Deze fosforyleringsreacties regelen de activiteit van vele enzymen die betrokken zijn bij intracellulaire signaalroutes. In het bijzonder veroorzaakt de toevoeging van fosfaatgroepen, een conformationele (ruimtelijke) verandering in de enzymen, die de enzymactiviteit kan activeren of remmen. Na gedane arbeid verwijderen proteïnefosfatasen, indien nodig, de fosfaatgroepen uit de enzymen, waardoor het effect van de enzymatische activiteit wordt omgekeerd.

Op ieder moment ontvangt en reageert een cel op tal van signalen, en meerdere signaaltransductiepaden werken tegelijkertijd in zijn cytoplasma. Er zijn veel kruispunten tussen deze paden. Een boodschapper of eiwitkinase kan bijvoorbeeld een rol spelen in meer dan één route.

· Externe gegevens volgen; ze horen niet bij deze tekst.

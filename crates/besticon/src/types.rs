//! Core data types for fetched icons and lookup errors.

use serde::{Deserialize, Serialize};

/// One fetched icon candidate.
///
/// Entries whose payload could not be decoded are still reported, with
/// `error` set and dimensions and format left at their zero values.
#[derive(Debug, Clone, PartialEq, Eq, Default, Serialize, Deserialize)]
pub struct Icon {
    /// Absolute URL of the icon, or the full `data:` URI for inline icons.
    pub url: String,
    pub width: u32,
    pub height: u32,
    /// Lowercase format tag (`png`, `ico`, `gif`, `jpg`, ...), empty if unknown.
    pub format: String,
    /// Length of the raw payload.
    pub bytes: usize,
    /// Hex-encoded SHA-1 of the raw payload.
    pub sha1sum: String,
    #[serde(default, skip_serializing_if = "Option::is_none")]
    pub error: Option<IconError>,
    /// Raw payload, present only when the fetch pipeline keeps image bytes.
    #[serde(skip)]
    pub image_data: Option<Vec<u8>>,
}

impl Icon {
    /// Whether this icon decoded into a known format without error.
    pub fn is_usable(&self) -> bool {
        self.error.is_none() && !self.format.is_empty()
    }
}

/// Why a fetched candidate could not be decoded.
#[derive(thiserror::Error, Debug, Clone, PartialEq, Eq, Serialize, Deserialize)]
#[serde(tag = "kind", content = "detail", rename_all = "snake_case")]
pub enum IconError {
    #[error("unknown image format")]
    UnknownFormat,

    #[error("failed to decode {format} image: {reason}")]
    Decode { format: String, reason: String },
}

/// Errors that abort a whole lookup or reject a size range.
#[derive(thiserror::Error, Debug)]
pub enum BesticonError {
    #[error("besticon: not found")]
    NotFound,

    #[error("besticon: empty response")]
    EmptyResponse,

    #[error("besticon: bad size")]
    BadSize,

    #[error("besticon: invalid url: {0}")]
    InvalidUrl(String),

    #[error("besticon: cancelled")]
    Cancelled,
}

/// Convenience result type.
pub type BesticonResult<T> = Result<T, BesticonError>;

Via dit netwerk van signaalpaden integreert de cel voortdurend alle informatie die hij van zijn externe omgeving ontvangt.

Conclusie

Cellen ontvangen specifieke signalen in chemische vorm via verschillende signaalmoleculen. Wanneer een signaalmolecuul samenkomt met een geschikte receptor op een celoppervlak, veroorzaakt deze binding een reeks gebeurtenissen, die niet alleen het signaal naar het inwendige van de cel draagt, maar deze ook versterkt. Cellen kunnen ook signaalmoleculen naar andere cellen sturen. Sommige van deze chemische signalen – waaronder neurotransmitters – reizen slechts een korte afstand, maar anderen moeten veel verder gaan om hun doelen te bereiken, zoals bijvoorbeeld het geval is met hormonen.